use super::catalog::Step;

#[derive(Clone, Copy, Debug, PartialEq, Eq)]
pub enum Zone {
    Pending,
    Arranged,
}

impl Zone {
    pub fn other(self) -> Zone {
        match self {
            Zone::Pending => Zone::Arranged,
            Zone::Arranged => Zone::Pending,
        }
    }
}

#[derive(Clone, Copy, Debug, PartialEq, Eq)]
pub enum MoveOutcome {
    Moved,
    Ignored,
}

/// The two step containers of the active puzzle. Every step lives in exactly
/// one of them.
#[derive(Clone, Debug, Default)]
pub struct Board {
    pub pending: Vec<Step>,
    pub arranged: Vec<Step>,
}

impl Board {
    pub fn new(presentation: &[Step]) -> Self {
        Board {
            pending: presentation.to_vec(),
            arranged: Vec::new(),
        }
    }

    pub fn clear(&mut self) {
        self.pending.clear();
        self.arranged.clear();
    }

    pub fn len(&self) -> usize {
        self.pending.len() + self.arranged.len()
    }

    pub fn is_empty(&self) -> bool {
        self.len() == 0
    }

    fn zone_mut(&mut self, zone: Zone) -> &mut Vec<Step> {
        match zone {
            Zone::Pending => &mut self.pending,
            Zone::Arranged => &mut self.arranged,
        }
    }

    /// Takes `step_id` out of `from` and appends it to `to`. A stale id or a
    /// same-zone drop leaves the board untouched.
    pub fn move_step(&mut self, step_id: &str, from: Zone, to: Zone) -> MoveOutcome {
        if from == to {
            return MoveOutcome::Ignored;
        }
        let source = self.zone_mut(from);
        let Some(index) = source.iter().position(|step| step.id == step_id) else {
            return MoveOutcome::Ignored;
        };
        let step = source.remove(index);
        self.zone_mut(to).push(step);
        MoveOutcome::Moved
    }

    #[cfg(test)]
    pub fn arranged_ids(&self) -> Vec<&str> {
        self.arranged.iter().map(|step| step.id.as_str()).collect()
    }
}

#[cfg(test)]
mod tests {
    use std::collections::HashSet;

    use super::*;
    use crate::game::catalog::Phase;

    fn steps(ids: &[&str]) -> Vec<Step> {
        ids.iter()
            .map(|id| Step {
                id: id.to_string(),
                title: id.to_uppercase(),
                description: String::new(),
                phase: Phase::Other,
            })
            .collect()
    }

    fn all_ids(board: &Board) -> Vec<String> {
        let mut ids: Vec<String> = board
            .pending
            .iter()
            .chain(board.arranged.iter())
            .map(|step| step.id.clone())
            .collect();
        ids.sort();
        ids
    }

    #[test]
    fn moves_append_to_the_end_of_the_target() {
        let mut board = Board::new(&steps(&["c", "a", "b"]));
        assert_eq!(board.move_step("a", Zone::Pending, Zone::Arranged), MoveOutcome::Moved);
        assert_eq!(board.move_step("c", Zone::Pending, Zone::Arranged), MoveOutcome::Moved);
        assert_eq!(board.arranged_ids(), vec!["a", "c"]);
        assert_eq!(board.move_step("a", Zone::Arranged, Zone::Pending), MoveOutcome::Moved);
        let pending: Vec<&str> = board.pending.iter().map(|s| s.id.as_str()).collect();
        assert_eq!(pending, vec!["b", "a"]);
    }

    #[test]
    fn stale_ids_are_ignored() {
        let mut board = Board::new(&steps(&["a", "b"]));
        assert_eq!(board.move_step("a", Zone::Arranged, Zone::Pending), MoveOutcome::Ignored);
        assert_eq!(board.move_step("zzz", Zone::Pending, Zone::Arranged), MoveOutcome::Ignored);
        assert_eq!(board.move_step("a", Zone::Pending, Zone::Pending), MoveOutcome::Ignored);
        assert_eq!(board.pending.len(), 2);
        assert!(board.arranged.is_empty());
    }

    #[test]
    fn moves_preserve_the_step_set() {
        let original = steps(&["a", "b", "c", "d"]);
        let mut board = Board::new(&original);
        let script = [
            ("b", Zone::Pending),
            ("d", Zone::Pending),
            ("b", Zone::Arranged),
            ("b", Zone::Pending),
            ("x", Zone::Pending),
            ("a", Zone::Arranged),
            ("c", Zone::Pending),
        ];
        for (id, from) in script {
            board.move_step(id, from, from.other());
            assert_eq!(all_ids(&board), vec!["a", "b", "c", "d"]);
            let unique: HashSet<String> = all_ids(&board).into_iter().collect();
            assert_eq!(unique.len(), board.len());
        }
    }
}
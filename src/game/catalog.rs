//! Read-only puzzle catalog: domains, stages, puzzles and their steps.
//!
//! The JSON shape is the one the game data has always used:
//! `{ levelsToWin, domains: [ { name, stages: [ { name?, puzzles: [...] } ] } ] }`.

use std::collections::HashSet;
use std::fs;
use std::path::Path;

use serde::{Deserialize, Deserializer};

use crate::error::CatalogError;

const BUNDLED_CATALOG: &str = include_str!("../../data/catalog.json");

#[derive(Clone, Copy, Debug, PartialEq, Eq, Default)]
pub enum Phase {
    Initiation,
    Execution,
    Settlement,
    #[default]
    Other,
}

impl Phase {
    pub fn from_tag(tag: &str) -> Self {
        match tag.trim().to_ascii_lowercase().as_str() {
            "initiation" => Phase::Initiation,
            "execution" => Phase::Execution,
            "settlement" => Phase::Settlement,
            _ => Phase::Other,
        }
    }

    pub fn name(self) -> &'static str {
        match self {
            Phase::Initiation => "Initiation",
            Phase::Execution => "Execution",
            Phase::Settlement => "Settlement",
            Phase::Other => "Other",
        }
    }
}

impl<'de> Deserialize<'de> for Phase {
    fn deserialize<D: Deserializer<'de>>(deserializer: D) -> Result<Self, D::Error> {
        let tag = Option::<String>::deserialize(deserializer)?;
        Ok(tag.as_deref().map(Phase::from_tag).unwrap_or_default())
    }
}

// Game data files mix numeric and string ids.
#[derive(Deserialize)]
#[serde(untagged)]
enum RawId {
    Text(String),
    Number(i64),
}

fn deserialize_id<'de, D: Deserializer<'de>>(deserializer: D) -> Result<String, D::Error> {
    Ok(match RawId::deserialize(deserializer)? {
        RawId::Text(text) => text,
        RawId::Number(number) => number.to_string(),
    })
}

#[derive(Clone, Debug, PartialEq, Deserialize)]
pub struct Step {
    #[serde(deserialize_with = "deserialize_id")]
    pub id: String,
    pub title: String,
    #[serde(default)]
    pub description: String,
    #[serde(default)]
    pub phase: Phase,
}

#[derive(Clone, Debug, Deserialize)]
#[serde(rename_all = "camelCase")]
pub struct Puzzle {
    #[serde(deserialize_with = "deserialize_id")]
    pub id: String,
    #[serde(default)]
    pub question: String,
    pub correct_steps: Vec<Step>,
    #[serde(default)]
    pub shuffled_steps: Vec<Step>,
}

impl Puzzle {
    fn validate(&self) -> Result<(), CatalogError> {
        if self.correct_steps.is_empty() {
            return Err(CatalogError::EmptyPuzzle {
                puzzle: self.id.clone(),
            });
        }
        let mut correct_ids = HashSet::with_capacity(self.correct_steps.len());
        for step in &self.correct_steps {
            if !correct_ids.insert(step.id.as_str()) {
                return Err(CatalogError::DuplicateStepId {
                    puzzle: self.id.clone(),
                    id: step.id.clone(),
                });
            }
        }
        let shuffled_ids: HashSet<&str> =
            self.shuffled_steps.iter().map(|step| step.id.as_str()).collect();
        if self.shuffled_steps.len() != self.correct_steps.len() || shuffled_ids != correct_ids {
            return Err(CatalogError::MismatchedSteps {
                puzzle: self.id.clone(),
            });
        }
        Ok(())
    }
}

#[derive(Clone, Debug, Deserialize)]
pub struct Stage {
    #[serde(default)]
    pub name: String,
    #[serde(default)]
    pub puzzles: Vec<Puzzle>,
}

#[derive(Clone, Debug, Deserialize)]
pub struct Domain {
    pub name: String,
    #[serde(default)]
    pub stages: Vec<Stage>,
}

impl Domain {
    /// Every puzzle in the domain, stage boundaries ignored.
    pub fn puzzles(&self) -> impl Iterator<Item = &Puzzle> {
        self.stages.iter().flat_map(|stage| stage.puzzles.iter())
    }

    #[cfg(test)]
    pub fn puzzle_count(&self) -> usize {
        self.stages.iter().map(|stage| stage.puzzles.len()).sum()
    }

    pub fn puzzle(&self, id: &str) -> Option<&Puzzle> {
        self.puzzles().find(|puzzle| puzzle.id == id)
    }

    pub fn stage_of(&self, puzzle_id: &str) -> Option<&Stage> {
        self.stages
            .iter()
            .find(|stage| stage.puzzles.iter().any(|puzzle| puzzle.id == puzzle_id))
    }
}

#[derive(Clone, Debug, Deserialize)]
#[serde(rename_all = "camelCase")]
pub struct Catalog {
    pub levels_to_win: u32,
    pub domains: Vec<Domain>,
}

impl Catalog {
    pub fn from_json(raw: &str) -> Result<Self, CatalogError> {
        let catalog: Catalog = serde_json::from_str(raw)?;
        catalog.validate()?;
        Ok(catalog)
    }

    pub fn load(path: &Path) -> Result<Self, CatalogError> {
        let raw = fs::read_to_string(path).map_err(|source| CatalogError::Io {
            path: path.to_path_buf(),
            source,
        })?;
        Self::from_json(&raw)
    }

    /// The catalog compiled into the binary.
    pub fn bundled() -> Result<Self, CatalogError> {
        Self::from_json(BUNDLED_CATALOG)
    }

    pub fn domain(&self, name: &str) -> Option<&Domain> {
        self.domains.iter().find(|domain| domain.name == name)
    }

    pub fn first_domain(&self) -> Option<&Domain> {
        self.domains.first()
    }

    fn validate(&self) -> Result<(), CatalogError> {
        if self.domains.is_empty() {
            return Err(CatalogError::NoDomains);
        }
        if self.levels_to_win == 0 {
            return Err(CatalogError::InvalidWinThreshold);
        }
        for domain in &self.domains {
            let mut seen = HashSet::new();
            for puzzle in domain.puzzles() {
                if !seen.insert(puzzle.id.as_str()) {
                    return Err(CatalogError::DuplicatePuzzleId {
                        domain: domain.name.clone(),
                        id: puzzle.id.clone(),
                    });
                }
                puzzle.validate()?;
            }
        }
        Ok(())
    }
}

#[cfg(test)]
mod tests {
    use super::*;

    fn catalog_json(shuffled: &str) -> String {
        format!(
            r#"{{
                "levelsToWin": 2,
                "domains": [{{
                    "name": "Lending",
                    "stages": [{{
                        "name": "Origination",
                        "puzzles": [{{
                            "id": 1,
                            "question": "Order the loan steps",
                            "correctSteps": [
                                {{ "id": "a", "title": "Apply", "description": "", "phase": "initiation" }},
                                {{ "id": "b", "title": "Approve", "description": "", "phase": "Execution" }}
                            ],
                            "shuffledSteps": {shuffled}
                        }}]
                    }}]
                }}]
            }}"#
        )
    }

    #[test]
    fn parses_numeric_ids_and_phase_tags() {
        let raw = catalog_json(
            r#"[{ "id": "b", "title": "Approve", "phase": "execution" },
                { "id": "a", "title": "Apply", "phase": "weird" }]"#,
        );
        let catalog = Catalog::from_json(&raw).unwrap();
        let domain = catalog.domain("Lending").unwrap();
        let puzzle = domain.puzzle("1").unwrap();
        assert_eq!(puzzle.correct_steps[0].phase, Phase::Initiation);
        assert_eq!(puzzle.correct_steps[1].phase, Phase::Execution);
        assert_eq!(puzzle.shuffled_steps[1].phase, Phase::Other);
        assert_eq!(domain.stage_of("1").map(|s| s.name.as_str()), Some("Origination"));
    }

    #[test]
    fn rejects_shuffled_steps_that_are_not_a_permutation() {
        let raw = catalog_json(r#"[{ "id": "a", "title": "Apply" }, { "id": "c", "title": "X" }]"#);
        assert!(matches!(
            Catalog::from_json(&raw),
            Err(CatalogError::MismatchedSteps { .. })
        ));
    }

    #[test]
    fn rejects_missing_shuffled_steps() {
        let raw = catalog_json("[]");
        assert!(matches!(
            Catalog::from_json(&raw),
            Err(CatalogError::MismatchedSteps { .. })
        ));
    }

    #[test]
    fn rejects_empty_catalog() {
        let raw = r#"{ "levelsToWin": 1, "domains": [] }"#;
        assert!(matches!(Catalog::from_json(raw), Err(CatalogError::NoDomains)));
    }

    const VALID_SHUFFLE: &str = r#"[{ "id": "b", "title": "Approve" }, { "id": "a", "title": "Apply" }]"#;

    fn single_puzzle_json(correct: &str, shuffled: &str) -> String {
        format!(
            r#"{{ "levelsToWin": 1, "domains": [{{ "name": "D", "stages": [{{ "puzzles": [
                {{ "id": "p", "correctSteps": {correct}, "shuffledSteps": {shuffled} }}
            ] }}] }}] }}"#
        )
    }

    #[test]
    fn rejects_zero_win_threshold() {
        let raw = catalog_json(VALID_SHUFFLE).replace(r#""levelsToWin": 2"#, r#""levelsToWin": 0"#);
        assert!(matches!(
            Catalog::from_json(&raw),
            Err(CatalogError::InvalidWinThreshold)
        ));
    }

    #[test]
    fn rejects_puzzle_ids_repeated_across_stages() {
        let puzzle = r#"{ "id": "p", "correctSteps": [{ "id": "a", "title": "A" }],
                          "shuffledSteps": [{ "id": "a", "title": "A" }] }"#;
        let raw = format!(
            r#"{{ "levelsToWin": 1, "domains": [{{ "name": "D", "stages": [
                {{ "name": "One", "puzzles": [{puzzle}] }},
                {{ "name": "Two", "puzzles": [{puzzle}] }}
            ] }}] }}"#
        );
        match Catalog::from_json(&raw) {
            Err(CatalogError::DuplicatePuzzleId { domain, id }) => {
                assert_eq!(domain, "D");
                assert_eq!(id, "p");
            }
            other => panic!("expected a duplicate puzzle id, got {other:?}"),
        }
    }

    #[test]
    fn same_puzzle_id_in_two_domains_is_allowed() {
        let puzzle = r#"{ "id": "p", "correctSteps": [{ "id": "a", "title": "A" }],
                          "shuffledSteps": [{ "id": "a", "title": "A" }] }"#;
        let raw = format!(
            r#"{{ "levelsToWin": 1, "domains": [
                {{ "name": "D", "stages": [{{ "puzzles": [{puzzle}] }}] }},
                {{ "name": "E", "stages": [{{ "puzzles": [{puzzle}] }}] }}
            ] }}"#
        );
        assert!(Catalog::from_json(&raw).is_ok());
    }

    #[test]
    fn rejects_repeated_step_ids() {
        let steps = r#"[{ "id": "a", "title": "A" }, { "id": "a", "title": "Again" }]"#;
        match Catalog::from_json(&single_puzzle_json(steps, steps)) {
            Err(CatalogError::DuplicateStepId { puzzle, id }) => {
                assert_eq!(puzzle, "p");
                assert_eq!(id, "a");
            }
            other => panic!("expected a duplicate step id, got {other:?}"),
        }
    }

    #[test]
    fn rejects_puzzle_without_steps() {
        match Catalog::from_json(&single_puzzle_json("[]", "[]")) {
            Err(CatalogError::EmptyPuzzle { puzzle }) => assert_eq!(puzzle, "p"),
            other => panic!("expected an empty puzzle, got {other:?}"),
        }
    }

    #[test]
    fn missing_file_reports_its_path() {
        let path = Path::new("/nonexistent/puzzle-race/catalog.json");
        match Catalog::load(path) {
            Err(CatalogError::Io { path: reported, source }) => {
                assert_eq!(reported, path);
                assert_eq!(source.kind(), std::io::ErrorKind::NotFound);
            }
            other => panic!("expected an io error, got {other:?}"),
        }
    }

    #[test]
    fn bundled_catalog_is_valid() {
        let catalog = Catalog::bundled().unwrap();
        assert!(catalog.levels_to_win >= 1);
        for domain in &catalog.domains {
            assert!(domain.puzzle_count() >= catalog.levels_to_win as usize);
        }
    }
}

········

Brief: Reproduce each line of the material in which the string "source" occurs.

Exercise result:
        let source = self.zone_mut(from);
        let Some(index) = source.iter().position(|step| step.id == step_id) else {
        let step = source.remove(index);
        let raw = fs::read_to_string(path).map_err(|source| CatalogError::Io {
            source,
            Err(CatalogError::Io { path: reported, source }) => {
                assert_eq!(source.kind(), std::io::ErrorKind::NotFound);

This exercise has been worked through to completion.